Connect with us

Kriminal

Service Aki berujung Penganiayaan, Korban Lapor ke Polisi

Andri Kurniawan

Tayang

-

Laporan

Service Aki berujung Penganiayaan, Korban Lapor ke Polisi

CEKLISDUA.CO – NN (21), warga Kampung Cigobang Rt 018/004 Desa Kemuning, Kecamatan Tunjung Teja, Kabupaten Serang Provinsi Banten, datang melapor ke kantor Polisi karena menjadi korban penganiayaan.

Berdasarkan informasi yang dirangkum ceklisdua.co, NN mengalami penganiayan yang dilakukan GR (40), berawal dari salah sangka terhadap aki mobil yang sedang diservice, namun NN dituding mencuri dua aki mobil milik GR.

“Saya dijemput paksa oleh tiga orang yang mengaku suruhan dari sodara “GR” mereka yang berinisial (LM alias Iking) terus (UK), dan (TA alias Togog), alasan mereka saya ditunggu oleh bapa saya disaung milik GR, dan ternyata itu bohong. dan GR malah bertanya dikemanakan aki saya? Tiba-tiba saya langsung dihantam saat itu juga,” terang NN saat dikonfirmasi ceklisdua.co, Jumat malam (26/3/2021).

Seketika NN babak belur tanpa ada perlawanan, sampai dibagian wajahnya pada memar, juga pada bagian dada. GR pun terus menekan NN menanyakan aki yang katanya dijual oleh NN.

“Dalam kejadian ini saya sudah laporkan ke Polsek Petir Polres Serang atas dasar penganiayaan yang dilakukan oleh sodara GR dengan Nomor LP/07/1/2021, pada tanggal 31 Januari 2021 sekitar pukul 18.30 Wib,” ujar NN.

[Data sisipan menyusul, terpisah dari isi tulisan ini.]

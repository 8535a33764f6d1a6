//! Negation normal form: pushes negations down to atoms using the LTL
//! dualities (`not X = N not`, `not G = F not`, `not U = R not` swapping
//! both operands, and the past mirrors), plus the ordinary Boolean
//! dualities for `and`/`or`/`=>`/`<=>`/quantifiers/`ite`.
//!
//! Implemented as a pair of mutually recursive walks, `pos` (rewrite `t` as
//! it occurs) and `neg` (rewrite `not t` as it would occur), rather than a
//! single walk that matches on `Not` nodes — this makes every duality a
//! direct translation instead of a lookup followed by a second pass.

use super::support::rebuild;
use crate::env::Environment;
use crate::error::Result;
use crate::sort::{LtlOp, Quantifier, Sort};
use crate::term::{FormulaNode, Term};
use std::cell::RefCell;
use std::collections::HashMap;

pub fn nnf(env: &Environment, t: Term) -> Result<Term> {
    Nnfizer { env, pos_memo: RefCell::new(HashMap::new()), neg_memo: RefCell::new(HashMap::new()) }.pos(t)
}

struct Nnfizer<'e> {
    env: &'e Environment,
    pos_memo: RefCell<HashMap<Term, Term>>,
    neg_memo: RefCell<HashMap<Term, Term>>,
}

fn dual(q: Quantifier) -> Quantifier {
    match q {
        Quantifier::Forall => Quantifier::Exists,
        Quantifier::Exists => Quantifier::Forall,
    }
}

fn dual_ltl(op: LtlOp) -> LtlOp {
    match op {
        LtlOp::X => LtlOp::N,
        LtlOp::N => LtlOp::X,
        LtlOp::G => LtlOp::F,
        LtlOp::F => LtlOp::G,
        LtlOp::U => LtlOp::R,
        LtlOp::R => LtlOp::U,
        LtlOp::Y => LtlOp::Z,
        LtlOp::Z => LtlOp::Y,
        LtlOp::H => LtlOp::O,
        LtlOp::O => LtlOp::H,
        LtlOp::S => LtlOp::T,
        LtlOp::T => LtlOp::S,
    }
}

impl Nnfizer<'_> {
    /// NNF of `t`, as it appears in positive position.
    fn pos(&self, t: Term) -> Result<Term> {
        if let Some(r) = self.pos_memo.borrow().get(&t) {
            return Ok(*r);
        }
        let env = self.env;
        let result = match &*t {
            FormulaNode::Not(a) => self.neg(*a)?,
            FormulaNode::Implies(a, b) => {
                let na = self.neg(*a)?;
                let pb = self.pos(*b)?;
                env.mk_or(vec![na, pb])?
            }
            FormulaNode::Iff(a, b) => {
                let (pa, pb, na, nb) = (self.pos(*a)?, self.pos(*b)?, self.neg(*a)?, self.neg(*b)?);
                let c1 = env.mk_and(vec![pa, pb])?;
                let c2 = env.mk_and(vec![na, nb])?;
                env.mk_or(vec![c1, c2])?
            }
            FormulaNode::Ite(c, a, b) if env.sort_of(t) == Sort::Bool => {
                let (pc, pa, pb) = (self.pos(*c)?, self.pos(*a)?, self.pos(*b)?);
                env.mk_ite(pc, pa, pb)?
            }
            FormulaNode::Quantifier(q, vars, body) => {
                env.mk_quantifier(*q, vars.clone(), self.pos(*body)?)?
            }
            FormulaNode::Ltl(op, args) => {
                let new_args: Vec<Term> = args.iter().map(|a| self.pos(*a)).collect::<Result<_>>()?;
                self.rebuild_ltl(*op, new_args)?
            }
            other => {
                let children = other.children();
                let new_children = children.iter().map(|c| self.pos(*c)).collect::<Result<Vec<_>>>()?;
                rebuild(env, other, new_children)?
            }
        };
        self.pos_memo.borrow_mut().insert(t, result);
        Ok(result)
    }

    /// NNF of `not t`, i.e. `t` as it appears in negative position.
    fn neg(&self, t: Term) -> Result<Term> {
        if let Some(r) = self.neg_memo.borrow().get(&t) {
            return Ok(*r);
        }
        let env = self.env;
        let result = match &*t {
            FormulaNode::Not(a) => self.pos(*a)?,
            FormulaNode::And(args) => {
                let negated: Vec<Term> = args.iter().map(|a| self.neg(*a)).collect::<Result<_>>()?;
                env.mk_or(negated)?
            }
            FormulaNode::Or(args) => {
                let negated: Vec<Term> = args.iter().map(|a| self.neg(*a)).collect::<Result<_>>()?;
                env.mk_and(negated)?
            }
            FormulaNode::Implies(a, b) => {
                let pa = self.pos(*a)?;
                let nb = self.neg(*b)?;
                env.mk_and(vec![pa, nb])?
            }
            FormulaNode::Iff(a, b) => {
                let (pa, pb, na, nb) = (self.pos(*a)?, self.pos(*b)?, self.neg(*a)?, self.neg(*b)?);
                let c1 = env.mk_and(vec![pa, nb])?;
                let c2 = env.mk_and(vec![na, pb])?;
                env.mk_or(vec![c1, c2])?
            }
            FormulaNode::Ite(c, a, b) if env.sort_of(t) == Sort::Bool => {
                let (pc, na, nb) = (self.pos(*c)?, self.neg(*a)?, self.neg(*b)?);
                env.mk_ite(pc, na, nb)?
            }
            FormulaNode::Quantifier(q, vars, body) => {
                env.mk_quantifier(dual(*q), vars.clone(), self.neg(*body)?)?
            }
            FormulaNode::Next(a) => env.mk_next(self.neg(*a)?)?,
            FormulaNode::Ltl(op, args) => {
                let negated: Vec<Term> = args.iter().map(|a| self.neg(*a)).collect::<Result<_>>()?;
                self.rebuild_ltl(dual_ltl(*op), negated)?
            }
            // Atoms: leaves, Eq/Cmp/Arith/BvOp comparisons. Negation stops here.
            _ => env.mk_not(self.pos(t)?)?,
        };
        self.neg_memo.borrow_mut().insert(t, result);
        Ok(result)
    }

    fn rebuild_ltl(&self, op: LtlOp, mut args: Vec<Term>) -> Result<Term> {
        if args.len() == 1 {
            self.env.mk_ltl_unary(op, args.remove(0))
        } else {
            let b = args.remove(1);
            let a = args.remove(0);
            self.env.mk_ltl_binary(op, a, b)
        }
    }
}

#[cfg(test)]
mod tests {
    use super::*;
    use crate::symbol::symbol;

    #[test]
    fn double_negation_cancels() {
        let env = Environment::new();
        let a = env.mk_symbol(symbol("a", Sort::Bool));
        let nn = env.mk_not(env.mk_not(a).unwrap()).unwrap();
        assert_eq!(nnf(&env, nn).unwrap(), a);
    }

    #[test]
    fn not_x_becomes_n_not() {
        let env = Environment::new();
        let a = env.mk_symbol(symbol("a", Sort::Bool));
        let x = env.mk_ltl_unary(LtlOp::X, a).unwrap();
        let not_x = env.mk_not(x).unwrap();
        let result = nnf(&env, not_x).unwrap();
        match &*result {
            FormulaNode::Ltl(LtlOp::N, args) => assert!(matches!(&*args[0], FormulaNode::Not(_))),
            other => panic!("expected N(not a), got {other}"),
        }
    }

    #[test]
    fn not_and_becomes_or_of_nots() {
        let env = Environment::new();
        let a = env.mk_symbol(symbol("a", Sort::Bool));
        let b = env.mk_symbol(symbol("b", Sort::Bool));
        let and_ab = env.mk_and(vec![a, b]).unwrap();
        let not_and = env.mk_not(and_ab).unwrap();
        let result = nnf(&env, not_and).unwrap();
        assert!(matches!(&*result, FormulaNode::Or(_)));
    }

    #[test]
    fn not_until_becomes_release_of_nots() {
        let env = Environment::new();
        let a = env.mk_symbol(symbol("a", Sort::Bool));
        let b = env.mk_symbol(symbol("b", Sort::Bool));
        let u = env.mk_ltl_binary(LtlOp::U, a, b).unwrap();
        let not_u = env.mk_not(u).unwrap();
        let result = nnf(&env, not_u).unwrap();
        match &*result {
            FormulaNode::Ltl(LtlOp::R, args) => {
                assert!(matches!(&*args[0], FormulaNode::Not(_)));
                assert!(matches!(&*args[1], FormulaNode::Not(_)));
            }
            other => panic!("expected R(not a, not b), got {other}"),
        }
    }

    #[test]
    fn already_nnf_formula_is_stable() {
        let env = Environment::new();
        let a = env.mk_symbol(symbol("a", Sort::Bool));
        let g = env.mk_ltl_unary(LtlOp::G, a).unwrap();
        assert_eq!(nnf(&env, g).unwrap(), g);
    }
}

Baca juga: Polresta Tangerang Bekuk Pemilik Warkop Nyambi Jual Tramadol dan Excimer

OM, selaku ayah korban juga membenarkan dengan adanya kejadian dugaan penganiayaan yang di alami anak kandungnya.

“Iya benar, anak saya pulang kerumah pada malam Jumat terlihat sudah memar bekas pukulan dan bersimbah darah dibagian mukanya,” jelas OM, ayah korban.

“Pengakuan anak saya dipukulin oleh GR gara-gara dituduh mencuri aki mobil milik GR,” sambungnya.

Sementara itu, menurut keterangan Kanit Reskrim Polsek Petir Bripka Rizal saat dihubungi melalui sambungan whatsapp nya, Sabtu (27/3/2021) mengatakan, mengenai kasus dugaan penganiayaan yang dilakukan oleh sodara GR kepada NN, saat ini masih tahap satu dan berkasnya sudah limpahkan ke Kejaksaan Negeri Serang Provinsi Banten.

“Soal pelaku, ada satu pelaku yang dilaporkan oleh korban namun pelaku kami tidak tahan karena pelaku mengajukan permohonan penangguhan penahanan ke Polsek Petir. Dan untuk sejauh ini pelaku masih koperatif,” terang Bripka Rizal Kanit Reskrim Polsek Petir.